Fee Waybill | Tall, Dark and Harmless

“Wild, wacky, weird and wonderful are just a few words that would appropriately fit but still fall short of fully describing the unclassifiable theatrical rock enigma and fabulous freak show known as The Tubes,” (ChicagoConcertReviews.com). “The San Francisco-based band started in the 1970s by turning underground upside down with cult favorites ‘Don’t Touch Me There’ and ‘White Punks On Dope,’ accompanied by technologically-advanced productions, outrageous characters, over the top costumes and comedy that all seemed to jump straight out of a scene from The Rocky Horror Picture Show crossed with a Saturday Night Live sketch.”

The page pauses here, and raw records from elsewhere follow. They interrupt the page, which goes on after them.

use async_trait::async_trait;
use thiserror::Error;

#[derive(Debug, Error)]
pub enum ProviderError {
    #[error("embedding provider unavailable: {0}")]
    Unavailable(String),
    #[error("malformed embedding response: {0}")]
    Malformed(String),
}

/// Source of embedding vectors for vocabulary words and queries.
#[async_trait]
pub trait EmbeddingProvider: Send + Sync {
    async fn embed(&self, text: &str) -> Result<Vec<f32>, ProviderError>;
}

#[cfg(feature = "remote")]
pub use http::HttpEmbeddingProvider;

#[cfg(feature = "remote")]
mod http {
    use std::time::Duration;

    use async_trait::async_trait;
    use serde::{Deserialize, Serialize};

    use super::{EmbeddingProvider, ProviderError};

    #[derive(Serialize)]
    struct EmbedRequest<'a> {
        text: &'a str,
    }

    #[derive(Deserialize)]
    struct EmbedResponse {
        vector: Vec<f32>,
    }

    /// `POST {"text": ...}` -> `{"vector": [...]}`.
    pub struct HttpEmbeddingProvider {
        client: reqwest::Client,
        endpoint: String,
        api_key: Option<String>,
    }

    impl HttpEmbeddingProvider {
        pub fn new(
            endpoint: impl Into<String>,
            api_key: Option<String>,
            timeout: Option<Duration>,
        ) -> Result<Self, ProviderError> {
            let mut builder = reqwest::Client::builder();
            if let Some(timeout) = timeout {
                builder = builder.timeout(timeout);
            }
            let client = builder
                .build()
                .map_err(|e| ProviderError::Unavailable(e.to_string()))?;
            Ok(Self {
                client,
                endpoint: endpoint.into(),
                api_key,
            })
        }
    }

    #[async_trait]
    impl EmbeddingProvider for HttpEmbeddingProvider {
        async fn embed(&self, text: &str) -> Result<Vec<f32>, ProviderError> {
            let mut request = self.client.post(&self.endpoint).json(&EmbedRequest { text });
            if let Some(key) = &self.api_key {
                request = request.bearer_auth(key);
            }

            let response = request
                .send()
                .await
                .map_err(|e| ProviderError::Unavailable(e.to_string()))?;
            if !response.status().is_success() {
                return Err(ProviderError::Unavailable(format!(
                    "status {}",
                    response.status()
                )));
            }

            let body: EmbedResponse = response
                .json()
                .await
                .map_err(|e| ProviderError::Malformed(e.to_string()))?;
            if body.vector.is_empty() {
                return Err(ProviderError::Malformed("empty vector".to_string()));
            }
            Ok(body.vector)
        }
    }
}
use std::collections::{HashMap, HashSet};

use gloss_protocol::{Lexicon, MatchSource};
use tracing::warn;

/// Hash lookups over the lexicon: vocabulary, alias table and stop words.
#[derive(Debug, Clone)]
pub struct PhraseTable {
    vocabulary: HashSet<String>,
    aliases: HashMap<String, String>,
    stop_words: HashSet<String>,
}

impl PhraseTable {
    pub fn new(lexicon: &Lexicon) -> Self {
        let vocabulary: HashSet<String> = lexicon.vocabulary().map(str::to_string).collect();

        let mut aliases = HashMap::new();
        for group in &lexicon.aliases {
            let canonical = group.canonical.trim().to_lowercase();
            if !vocabulary.contains(&canonical) {
                warn!("Alias group '{}' is not in the vocabulary, skipping", group.canonical);
                continue;
            }
            aliases.insert(canonical.clone(), canonical.clone());
            for variant in &group.variants {
                let key = variant.trim().to_lowercase();
                if !key.is_empty() {
                    // Later groups win on duplicates
                    aliases.insert(key, canonical.clone());
                }
            }
        }

        let stop_words = lexicon.stop_words.iter().map(|w| w.to_lowercase()).collect();

        Self {
            vocabulary,
            aliases,
            stop_words,
        }
    }

    /// Resolution priority: exact, lemma, alias of the surface form, alias of the lemma.
    pub fn resolve(&self, normalized: &str, lemma: &str) -> Option<(String, MatchSource)> {
        if self.vocabulary.contains(normalized) {
            return Some((normalized.to_string(), MatchSource::Exact));
        }
        if !lemma.is_empty() && self.vocabulary.contains(lemma) {
            return Some((lemma.to_string(), MatchSource::Lemma));
        }
        if let Some(canonical) = self.aliases.get(normalized) {
            return Some((canonical.clone(), MatchSource::Alias));
        }
        if let Some(canonical) = self.aliases.get(lemma) {
            return Some((canonical.clone(), MatchSource::Alias));
        }
        None
    }

    pub fn is_stop_word(&self, normalized: &str) -> bool {
        self.stop_words.contains(normalized)
    }

    pub fn in_vocabulary(&self, word: &str) -> bool {
        self.vocabulary.contains(word)
    }
}
use gloss_protocol::{Token, TokenKind};
use serde::Serialize;

use crate::embedding::LocalEmbedder;
use crate::index::{SemanticIndex, SemanticMatch};

/// One Raw token promoted by the semantic fallback.
#[derive(Debug, Clone, PartialEq, Serialize)]
pub struct AppliedFallback {
    pub index: usize,
    pub original: String,
    pub canonical: String,
    pub score: f32,
}

#[derive(Debug, Clone, Default)]
pub struct FallbackOutcome {
    pub tokens: Vec<Token>,
    pub applied: Vec<AppliedFallback>,
}

impl FallbackOutcome {
    /// Rebuilds the token list from per-token lookup results.
    /// `matches[i]` is only consulted for Raw tokens.
    pub fn from_matches(tokens: &[Token], matches: Vec<Option<SemanticMatch>>) -> Self {
        let mut outcome = Self {
            tokens: Vec::with_capacity(tokens.len()),
            applied: Vec::new(),
        };
        for (i, (token, found)) in tokens.iter().zip(matches).enumerate() {
            match found {
                Some(m) if token.kind() == TokenKind::Raw => {
                    outcome.applied.push(AppliedFallback {
                        index: i,
                        original: token.original.clone(),
                        canonical: m.word.clone(),
                        score: m.score,
                    });
                    outcome.tokens.push(token.with_semantic_match(m.word, m.score));
                }
                _ => outcome.tokens.push(token.clone()),
            }
        }
        outcome
    }

    pub fn unchanged(tokens: &[Token]) -> Self {
        Self {
            tokens: tokens.to_vec(),
            applied: Vec::new(),
        }
    }
}

pub fn has_raw(tokens: &[Token]) -> bool {
    tokens.iter().any(|t| t.kind() == TokenKind::Raw)
}

/// Synchronous fallback over a prebuilt local index.
pub fn apply_local(
    tokens: &[Token],
    index: &SemanticIndex,
    embedder: &LocalEmbedder,
    min_similarity: f32,
) -> FallbackOutcome {
    if !has_raw(tokens) {
        return FallbackOutcome::unchanged(tokens);
    }
    let matches = tokens
        .iter()
        .map(|t| match t.kind() {
            TokenKind::Raw => {
                index.lookup(&embedder.embed(t.query_text()), t.word_count(), min_similarity)
            }
            _ => None,
        })
        .collect();
    FallbackOutcome::from_matches(tokens, matches)
}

After many years with the band, Waybill decided to go solo. “It was the good, bad and the ugly of David Foster. He was a brilliant producer and a brilliant arranger, but he wanted to make hits. When we did the first album with him, he put me together with [Toto’s] Steve Lukather and we all wrote ‘Talk To Ya Later,’ which was a big hit. Then we wrote ‘She’s a Beauty’ on the second album and that was an even bigger hit. He wanted big hits on the radio and that’s what the record company wanted, but it kind of flew in the face of a band that had been together 15 years and he’s telling us, ‘no, I want to do this. I want to do that. I want to do a whole side of just hits with Lukather and Fee.’ The band couldn’t handle it and I understand it.”

Waybill released several solo albums, including 1996’s Don’t Be Scared of These Hands. “Tall Dark and Harmless” features all of the harmonic complexity and layered textures of later Tubes material. The uptempo rocker features a buzzing, ascending chromatic guitar line on the chorus — as complex as the repeated one-note title line is simple. Overall, the architecture of the tune is ever-changing: after an intro in E major, 0:17 features multiple two-chord pairs (suggesting several keys, none of which is E major). At 0:49, a pre-chorus leads back into the static E major of the chorus.

Livingston Taylor | I Will Be In Love With You

“Livingston Taylor picked up his first guitar at the age of 13, which began a more than 50-year career that has encompassed performance, songwriting, and teaching,” (Taylor’s website). “Born in Boston and raised in North Carolina, Livingston is the fourth child in a very musical family that includes Alex, James, Kate, and Hugh. Livingston recorded his first record at the age of 19 and has continued to create beautifully crafted, introspective, original songs as well as sparkling interpretations of the classic songbook that have earned him enthusiastic listeners worldwide.”

Taylor has released several Top 40 hits, including “I Will Be in Love with You” (1978). He’s collaborated and toured with a wide range of artists, including Joni Mitchell, Linda Ronstadt, Fleetwood Mac, Jimmy Buffett, and Jethro Tull. “For over three decades, Livingston taught at the Berklee College of Music, where he created a course on Stage Performance.” Taylor’s former students at Berklee include Charlie Puth, John Mayer, Gavin McGraw, Susan Tedesci, and many others.

“I Will Be In Love With You,” which reached #30 on the Pop chart and #15 on the Adult Contemporary chart, clearly presents Taylor’s phrasing and musical vocabulary as parallels to those of his big brother James. At a distance, his vocal timbre is also much like his brother’s — but upon more careful listening, it’s easier to differentiate. The tune alternates throughout between C major and D major; the first unadorned modulation hits during the intro (0:19) and others follow at 1:58 and 2:11. All of the sections with vocals are in D major.